#### Extracted entries:
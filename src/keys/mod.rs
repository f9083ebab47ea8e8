//! Key hashing: the canonical, bit-addressable form of a domain key.
//!
//! Every key stored in a [`VartTree`](crate::tree::VartTree) is viewed
//! through [`KeyHash`]: a sequence of bits from which directories carve
//! fixed-width slot-selection windows, plus a one-byte digest used to probe
//! bucket nodes. Four variants cover the supported key domains:
//!
//! - [`fixed_key::FixedKey`] for integers, floats and other fixed-width
//!   values, reinterpreted so unsigned bit order matches numeric order;
//! - [`bytes_key::BytesKey`] for byte and character sequences, with prefix
//!   query support;
//! - [`composite_key::CompositeKey`] for tuples of sub-keys concatenated
//!   bit-wise;
//! - [`opaque_key::OpaqueKey`] for hash-table mode, wrapping a user-supplied
//!   hash result and equality.

use std::cmp::Ordering;

pub mod bytes_key;
pub mod composite_key;
pub mod fixed_key;
pub mod opaque_key;

pub trait KeyHash: Clone + Eq {
    /// Whether bitwise window order equals the domain order of the key.
    /// Sorted-mode behavior (ordered buckets, bound/prefix queries) is only
    /// available when this is true.
    const ORDERED: bool;

    /// Whether the key has a finite bit budget. Bounded keys convert
    /// overflowing buckets to vector nodes once their bits are exhausted;
    /// unbounded keys rely on the trie depth cap instead.
    const BOUNDED: bool;

    /// Total number of addressable bits in this key.
    fn bit_len(&self) -> usize;

    /// Up to 32 bits starting at `offset`, MSB-first, zero-padded past
    /// [`bit_len`](Self::bit_len).
    fn bits(&self, offset: usize, count: u32) -> u32;

    /// One-byte digest stored next to each bucket value to accelerate
    /// membership probes.
    fn tiny(&self) -> u8;

    /// Total order used to keep sorted buckets sorted. Must agree with `Ord`
    /// for ordered keys; for opaque keys it is an arbitrary but consistent
    /// order that is never exposed.
    fn compare(&self, other: &Self) -> Ordering;
}

/// Keys whose bit order is their domain order. Gates every sorted-mode
/// operation (`lower_bound`, `upper_bound`, `range`, `reserve`,
/// `shrink_to_fit`) at compile time.
pub trait OrderedKey: KeyHash + Ord {}

/// Ordered keys that are byte sequences and therefore support prefix queries.
pub trait PrefixKey: OrderedKey {
    /// Whether this key begins with the given byte prefix.
    fn starts_with(&self, prefix: &[u8]) -> bool;

    /// The smallest key with the given byte prefix, used to seed a prefix
    /// scan.
    fn from_prefix(prefix: &[u8]) -> Self;
}
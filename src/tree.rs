//! The tree engine: a multi-way trie whose fan-out grows where the data is
//! dense.
//!
//! Keys are consumed as MSB-first bit windows (see [`KeyHash`]). Each
//! [`Directory`] consumes `hash_len` bits; runs of bits shared by every key
//! under a subtree are skipped via `prefix_len` and recovered from any
//! resident key when needed. Entries live in small tag-probed buckets at the
//! fringe. Full buckets split into new two-bit directories; directories whose
//! every slot holds a sub-directory merge with all of them into one table
//! four times as wide, so hot regions flatten toward a shallow, high-arity
//! shape.
//!
//! ## Example
//!
//! ```rust
//! use vart::VartTree;
//! use vart::keys::bytes_key::BytesKey;
//!
//! let mut tree: VartTree<BytesKey, i32> = VartTree::new();
//! tree.insert("apple", 1);
//! tree.insert("apricot", 2);
//! tree.insert("banana", 3);
//!
//! assert_eq!(tree.get("apricot"), Some(&2));
//! assert_eq!(tree.prefix(b"ap").count(), 2);
//! let first = tree.iter().next().unwrap();
//! assert_eq!(first.0.as_bytes(), b"apple");
//! ```

use std::ops::{Bound, RangeBounds};
use std::ptr::NonNull;

use crate::iter::{Cursor, Iter, PrefixIter};
use crate::keys::{KeyHash, OrderedKey, PrefixKey};
use crate::node::{
    ChildRef, Directory, LeafNode, VectorNode, MAX_DIR_BITS, MAX_PREFIX_BITS,
    MAX_UNBOUNDED_DEPTH, ROOT_BITS, STEP_BITS,
};
use crate::range::Range;

pub struct VartTree<K: KeyHash, V> {
    pub(crate) root: Option<Box<Directory<K, V>>>,
    root_bits: u32,
    len: usize,
}

// All interior pointers stay within the owned node graph, so the tree can
// move between threads. Not `Sync`: directories carry a `Cell` slot cache
// that shared lookups may refresh.
unsafe impl<K: KeyHash + Send, V: Send> Send for VartTree<K, V> {}

enum InsertResult<K, V> {
    Inserted,
    Replaced(V),
    Duplicate(K, V),
}

/// One descent step, decided by inspection before any mutation.
enum Step {
    NewLeaf,
    Descend { skip: usize },
    Splice { matched: usize, old_slot: u32 },
    LeafHit(usize),
    LeafInsert,
    LeafSplit,
    Vectorize,
    VecFound(usize),
    VecInsert,
}

/// Restores the empty state if tree surgery unwinds partway, which can only
/// happen from a panicking user key implementation. Forgotten on success.
struct ResetOnUnwind<K: KeyHash, V> {
    tree: *mut VartTree<K, V>,
}

impl<K: KeyHash, V> Drop for ResetOnUnwind<K, V> {
    fn drop(&mut self) {
        let tree = unsafe { &mut *self.tree };
        tree.root = None;
        tree.len = 0;
    }
}

impl<K: KeyHash, V> Default for VartTree<K, V> {
    fn default() -> Self {
        Self::new()
    }
}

#### Problem to solve:
Wherever "apple" occurs in the records above, copy the line it sits in.

#### Result of this task:
//! tree.insert("apple", 1);
//! assert_eq!(first.0.as_bytes(), b"apple");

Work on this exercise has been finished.